INSTRUCTIONS TO FOLLOW:
Copy the records below verbatim, from the first line through the line containing "let n = counter.fetch_add(1, Ordering::SeqCst);", inclusive, and output nothing else.
-- RECORDS follows --
// SPDX-License-Identifier: BUSL-1.1
// Copyright (c) 2026 Alfred Jean LLC

use super::*;
use crate::component::ComponentState;
use parking_lot::Mutex;
use std::sync::atomic::{AtomicBool, AtomicU32, Ordering};
use std::sync::Arc;
use sy_core::ComponentName;

struct Inert;

#[async_trait]
impl Component for Inert {}

fn inert_tree(label: &str) -> ComponentHandle {
    ComponentHandle::new(ComponentName::new(label).unwrap(), Arc::new(Inert))
}

/// Builder that fails when the flag is set.
fn switchable_builder(
    fail: Arc<AtomicBool>,
    built: Arc<Mutex<Vec<ComponentHandle>>>,
) -> HierarchyBuilder {
    let counter = AtomicU32::new(0);
    Box::new(move || {
        if fail.load(Ordering::SeqCst) {
            return Err(HierarchyError::UnknownApplicationClass {
                name: "x".to_string(),
                class: "broken".to_string(),
            });
        }
        let n = counter.fetch_add(1, Ordering::SeqCst);
        let tree = inert_tree(&format!("tree{n}"));
        built.lock().push(tree.clone());
        Ok(tree)
    })
}

#[tokio::test]
async fn start_builds_and_starts_the_initial_tree() {
    let built = Arc::new(Mutex::new(Vec::new()));
    let wrapper = HierarchyWrapper::new(
        switchable_builder(Arc::new(AtomicBool::new(false)), built.clone()),
        sy_core::TagLogger::detached(),
    );
    let root = ComponentHandle::new(
        ComponentName::new("system").unwrap(),
        Arc::new(Inert),
    );
    let wrapper = Arc::new(wrapper);
    let handle = ComponentHandle::new(
        ComponentName::new("wrapper").unwrap(),
        wrapper.clone(),
    );
    root.add_child(handle).unwrap();

    root.start().await.unwrap();
    let inner = wrapper.current().await.unwrap();
    assert_eq!(inner.state(), ComponentState::Running);

    root.stop(false).await;
    assert_eq!(inner.state(), ComponentState::Stopped);
}

#[tokio::test]
async fn failed_prepare_leaves_old_tree_running() {
    let fail = Arc::new(AtomicBool::new(false));
    let built = Arc::new(Mutex::new(Vec::new()));
    let wrapper = Arc::new(HierarchyWrapper::new(
        switchable_builder(fail.clone(), built.clone()),
        sy_core::TagLogger::detached(),
    ));
    let handle = ComponentHandle::new(
        ComponentName::new("wrapper").unwrap(),
        wrapper.clone(),
    );
    handle.start().await.unwrap();
    let original = wrapper.current().await.unwrap();

    fail.store(true, Ordering::SeqCst);
    assert!(wrapper.prepare_to_restart().is_err());

    // Old tree untouched and still current.
    let current = wrapper.current().await.unwrap();
    assert_eq!(current.state(), ComponentState::Running);
    assert_eq!(current.name(), original.name());
}

#[tokio::test]
async fn restart_swaps_old_for_staged() {
    let built = Arc::new(Mutex::new(Vec::new()));
    let wrapper = Arc::new(HierarchyWrapper::new(
        switchable_builder(Arc::new(AtomicBool::new(false)), built.clone()),
        sy_core::TagLogger::detached(),
    ));
    let handle = ComponentHandle::new(
        ComponentName::new("wrapper").unwrap(),
        wrapper.clone(),
    );
    handle.start().await.unwrap();
    let old = wrapper.current().await.unwrap();

    let staged = wrapper.prepare_to_restart().unwrap();
    wrapper.restart(staged).await.unwrap();

    // The old tree stopped before the new one started; exactly one
    // running tree remains.
    assert_eq!(old.state(), ComponentState::Stopped);
    let current = wrapper.current().await.unwrap();
    assert_eq!(current.state(), ComponentState::Running);
    assert_ne!(current.name(), old.name());
}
-- RECORDS concluded --
SOLVED PROBLEM:
// SPDX-License-Identifier: BUSL-1.1
// Copyright (c) 2026 Alfred Jean LLC

use super::*;
use crate::component::ComponentState;
use parking_lot::Mutex;
use std::sync::atomic::{AtomicBool, AtomicU32, Ordering};
use std::sync::Arc;
use sy_core::ComponentName;

struct Inert;

#[async_trait]
impl Component for Inert {}

fn inert_tree(label: &str) -> ComponentHandle {
    ComponentHandle::new(ComponentName::new(label).unwrap(), Arc::new(Inert))
}

/// Builder that fails when the flag is set.
fn switchable_builder(
    fail: Arc<AtomicBool>,
    built: Arc<Mutex<Vec<ComponentHandle>>>,
) -> HierarchyBuilder {
    let counter = AtomicU32::new(0);
    Box::new(move || {
        if fail.load(Ordering::SeqCst) {
            return Err(HierarchyError::UnknownApplicationClass {
                name: "x".to_string(),
                class: "broken".to_string(),
            });
        }
        let n = counter.fetch_add(1, Ordering::SeqCst);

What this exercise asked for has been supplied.